WHAT TO DO:
Copy each line of the data below with the word "MaxForwards".

Collected data entries:
******

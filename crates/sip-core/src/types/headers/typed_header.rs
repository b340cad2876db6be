use crate::error::{Error, Result};
use std::fmt;
use serde::{Deserialize, Serialize};
use std::convert::TryFrom;
use std::str::FromStr;

use crate::types::headers::header_name::HeaderName;
use crate::types::headers::header_value::HeaderValue;
use crate::types::headers::header::Header;

use crate::types::via::Via;
use crate::types::from::From as FromHeaderValue;
use crate::types::to::To as ToHeaderValue;
use crate::types::contact::Contact;
use crate::types::call_id::CallId;
use crate::types::cseq::CSeq;
use crate::types::route::Route;
use crate::types::record_route::RecordRoute;
use crate::types::max_forwards::MaxForwards;
use crate::types::content_type::ContentType;
use crate::types::content_length::ContentLength;
use crate::types::expires::Expires;
use crate::types::auth::{Authorization, WwwAuthenticate};
use crate::types::refer_to::ReferTo;
use crate::types::referred_by::ReferredBy;
use crate::types::event::Event;
use crate::types::subscription_state::SubscriptionState;

/// A strongly-typed representation of a SIP header.
///
/// This enum provides a type-safe way to work with parsed SIP headers. Each variant
/// corresponds to one of the header types this stack needs to construct or inspect;
/// anything else round-trips through [`TypedHeader::Other`] untouched.
#[derive(Debug, Clone, PartialEq, Serialize, Deserialize)]
pub enum TypedHeader {
    Via(Via),
    From(FromHeaderValue),
    To(ToHeaderValue),
    Contact(Contact),
    CallId(CallId),
    CSeq(CSeq),
    Route(Route),
    RecordRoute(RecordRoute),
    MaxForwards(MaxForwards),
    ContentType(ContentType),
    ContentLength(ContentLength),
    Expires(Expires),
    Authorization(Authorization),
    WwwAuthenticate(WwwAuthenticate),
    ReferTo(ReferTo),
    ReferredBy(ReferredBy),
    Event(Event),
    SubscriptionState(SubscriptionState),

    /// Any header this stack doesn't model as its own variant.
    Other(HeaderName, HeaderValue),
}

impl TypedHeader {
    /// Returns the name of the header
    pub fn name(&self) -> HeaderName {
        match self {
            TypedHeader::Via(_) => HeaderName::Via,
            TypedHeader::From(_) => HeaderName::From,
            TypedHeader::To(_) => HeaderName::To,
            TypedHeader::Contact(_) => HeaderName::Contact,
            TypedHeader::CallId(_) => HeaderName::CallId,
            TypedHeader::CSeq(_) => HeaderName::CSeq,
            TypedHeader::Route(_) => HeaderName::Route,
            TypedHeader::RecordRoute(_) => HeaderName::RecordRoute,
            TypedHeader::MaxForwards(_) => HeaderName::MaxForwards,
            TypedHeader::ContentType(_) => HeaderName::ContentType,
            TypedHeader::ContentLength(_) => HeaderName::ContentLength,
            TypedHeader::Expires(_) => HeaderName::Expires,
            TypedHeader::Authorization(_) => HeaderName::Authorization,
            TypedHeader::WwwAuthenticate(_) => HeaderName::WwwAuthenticate,
            TypedHeader::ReferTo(_) => HeaderName::ReferTo,
            TypedHeader::ReferredBy(_) => HeaderName::ReferredBy,
            TypedHeader::Event(_) => HeaderName::Event,
            TypedHeader::SubscriptionState(_) => HeaderName::SubscriptionState,
            TypedHeader::Other(name, _) => name.clone(),
        }
    }

    /// Try to convert this TypedHeader to a reference of a specific header type.
    ///
    /// Used internally by [`crate::types::headers::HeaderAccess`] implementations to
    /// provide type-safe access to headers.
    pub fn as_typed_ref<'a, T: TypedHeaderTrait + 'static>(&'a self) -> Option<&'a T>
    where
        <T as TypedHeaderTrait>::Name: std::fmt::Debug,
        T: std::fmt::Debug,
    {
        if self.name() != T::header_name().into() {
            return None;
        }

        let type_id_t = std::any::TypeId::of::<T>();

        match self {
            TypedHeader::CallId(h) if type_id_t == std::any::TypeId::of::<CallId>() =>
                Some(unsafe { &*(h as *const _ as *const T) }),
            TypedHeader::From(h) if type_id_t == std::any::TypeId::of::<FromHeaderValue>() =>
                Some(unsafe { &*(h as *const _ as *const T) }),
            TypedHeader::To(h) if type_id_t == std::any::TypeId::of::<ToHeaderValue>() =>
                Some(unsafe { &*(h as *const _ as *const T) }),
            TypedHeader::Via(h) if type_id_t == std::any::TypeId::of::<Via>() =>
                Some(unsafe { &*(h as *const _ as *const T) }),
            TypedHeader::CSeq(h) if type_id_t == std::any::TypeId::of::<CSeq>() =>
                Some(unsafe { &*(h as *const _ as *const T) }),
            TypedHeader::ContentLength(h) if type_id_t == std::any::TypeId::of::<ContentLength>() =>
                Some(unsafe { &*(h as *const _ as *const T) }),
            TypedHeader::MaxForwards(h) if type_id_t == std::any::TypeId::of::<MaxForwards>() =>
                Some(unsafe { &*(h as *const _ as *const T) }),
            TypedHeader::Contact(h) if type_id_t == std::any::TypeId::of::<Contact>() =>
                Some(unsafe { &*(h as *const _ as *const T) }),
            TypedHeader::ContentType(h) if type_id_t == std::any::TypeId::of::<ContentType>() =>
                Some(unsafe { &*(h as *const _ as *const T) }),
            TypedHeader::Expires(h) if type_id_t == std::any::TypeId::of::<Expires>() =>
                Some(unsafe { &*(h as *const _ as *const T) }),
            TypedHeader::Route(h) if type_id_t == std::any::TypeId::of::<Route>() =>
                Some(unsafe { &*(h as *const _ as *const T) }),
            TypedHeader::RecordRoute(h) if type_id_t == std::any::TypeId::of::<RecordRoute>() =>
                Some(unsafe { &*(h as *const _ as *const T) }),
            TypedHeader::Authorization(h) if type_id_t == std::any::TypeId::of::<Authorization>() =>
                Some(unsafe { &*(h as *const _ as *const T) }),
            TypedHeader::WwwAuthenticate(h) if type_id_t == std::any::TypeId::of::<WwwAuthenticate>() =>
                Some(unsafe { &*(h as *const _ as *const T) }),
            TypedHeader::ReferTo(h) if type_id_t == std::any::TypeId::of::<ReferTo>() =>
                Some(unsafe { &*(h as *const _ as *const T) }),
            TypedHeader::ReferredBy(h) if type_id_t == std::any::TypeId::of::<ReferredBy>() =>
                Some(unsafe { &*(h as *const _ as *const T) }),
            TypedHeader::Event(h) if type_id_t == std::any::TypeId::of::<Event>() =>
                Some(unsafe { &*(h as *const _ as *const T) }),
            TypedHeader::SubscriptionState(h) if type_id_t == std::any::TypeId::of::<SubscriptionState>() =>
                Some(unsafe { &*(h as *const _ as *const T) }),
            _ => None,
        }
    }
}

impl fmt::Display for TypedHeader {
    fn fmt(&self, f: &mut fmt::Formatter<'_>) -> fmt::Result {
        match self {
            TypedHeader::Via(via) => write!(f, "{}: {}", HeaderName::Via, via),
            TypedHeader::From(from) => write!(f, "{}: {}", HeaderName::From, from),
            TypedHeader::To(to) => write!(f, "{}: {}", HeaderName::To, to),
            TypedHeader::Contact(contact) => write!(f, "{}: {}", HeaderName::Contact, contact),
            TypedHeader::CallId(call_id) => write!(f, "{}: {}", HeaderName::CallId, call_id),
            TypedHeader::CSeq(cseq) => write!(f, "{}: {}", HeaderName::CSeq, cseq),
            TypedHeader::Route(route) => write!(f, "{}: {}", HeaderName::Route, route),
            TypedHeader::RecordRoute(rr) => write!(f, "{}: {}", HeaderName::RecordRoute, rr),
            TypedHeader::MaxForwards(mf) => write!(f, "{}: {}", HeaderName::MaxForwards, mf),
            TypedHeader::ContentType(ct) => write!(f, "{}: {}", HeaderName::ContentType, ct),
            TypedHeader::ContentLength(cl) => write!(f, "{}: {}", HeaderName::ContentLength, cl),
            TypedHeader::Expires(e) => write!(f, "{}: {}", HeaderName::Expires, e),
            TypedHeader::Authorization(a) => write!(f, "{}: {}", HeaderName::Authorization, a),
            TypedHeader::WwwAuthenticate(w) => write!(f, "{}: {}", HeaderName::WwwAuthenticate, w),
            TypedHeader::ReferTo(r) => write!(f, "{}: {}", HeaderName::ReferTo, r),
            TypedHeader::ReferredBy(r) => write!(f, "{}: {}", HeaderName::ReferredBy, r),
            TypedHeader::Event(e) => write!(f, "{}: {}", HeaderName::Event, e),
            TypedHeader::SubscriptionState(s) => write!(f, "{}: {}", HeaderName::SubscriptionState, s),
            TypedHeader::Other(name, value) => write!(f, "{}: {}", name, value),
        }
    }
}

/// Trait for header types that can be converted to/from the generic [`Header`] type.
///
/// Implementing this trait lets a typed header be extracted from a generic [`Header`]
/// with `from_header` and converted back with `to_header`.
pub trait TypedHeaderTrait: Sized {
    type Name: Into<HeaderName> + Clone;

    fn header_name() -> Self::Name;
    fn to_header(&self) -> Header;
    fn from_header(header: &Header) -> Result<Self>;
}

impl From<&TypedHeader> for HeaderName {
    fn from(header: &TypedHeader) -> HeaderName {
        header.name()
    }
}

impl TryFrom<Header> for TypedHeader {
    type Error = Error;

    fn try_from(header: Header) -> Result<Self> {
        match header.name {
            HeaderName::From => FromHeaderValue::from_header(&header).map(TypedHeader::From),
            HeaderName::To => ToHeaderValue::from_header(&header).map(TypedHeader::To),
            HeaderName::Via => Via::from_header(&header).map(TypedHeader::Via),
            HeaderName::Contact => Contact::from_header(&header).map(TypedHeader::Contact),
            HeaderName::CallId => CallId::from_header(&header).map(TypedHeader::CallId),
            HeaderName::CSeq => CSeq::from_header(&header).map(TypedHeader::CSeq),
            HeaderName::Route => Route::from_header(&header).map(TypedHeader::Route),
            HeaderName::RecordRoute => RecordRoute::from_header(&header).map(TypedHeader::RecordRoute),
            HeaderName::MaxForwards => MaxForwards::from_header(&header).map(TypedHeader::MaxForwards),
            HeaderName::ContentType => ContentType::from_header(&header).map(TypedHeader::ContentType),
            HeaderName::ContentLength => ContentLength::from_header(&header).map(TypedHeader::ContentLength),
            HeaderName::Expires => Expires::from_header(&header).map(TypedHeader::Expires),
            HeaderName::Authorization => Authorization::from_header(&header).map(TypedHeader::Authorization),
            HeaderName::WwwAuthenticate => WwwAuthenticate::from_header(&header).map(TypedHeader::WwwAuthenticate),
            HeaderName::ReferTo => ReferTo::from_header(&header).map(TypedHeader::ReferTo),
            HeaderName::ReferredBy => ReferredBy::from_header(&header).map(TypedHeader::ReferredBy),
            HeaderName::Event => Event::from_header(&header).map(TypedHeader::Event),
            HeaderName::SubscriptionState =>
                SubscriptionState::from_header(&header).map(TypedHeader::SubscriptionState),
            _ => Ok(TypedHeader::Other(header.name.clone(), header.value.clone())),
        }
    }
}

******

EXERCISE SOLUTION:
use crate::types::max_forwards::MaxForwards;
    MaxForwards(MaxForwards),
            TypedHeader::MaxForwards(_) => HeaderName::MaxForwards,
            TypedHeader::MaxForwards(h) if type_id_t == std::any::TypeId::of::<MaxForwards>() =>
            TypedHeader::MaxForwards(mf) => write!(f, "{}: {}", HeaderName::MaxForwards, mf),
            HeaderName::MaxForwards => MaxForwards::from_header(&header).map(TypedHeader::MaxForwards),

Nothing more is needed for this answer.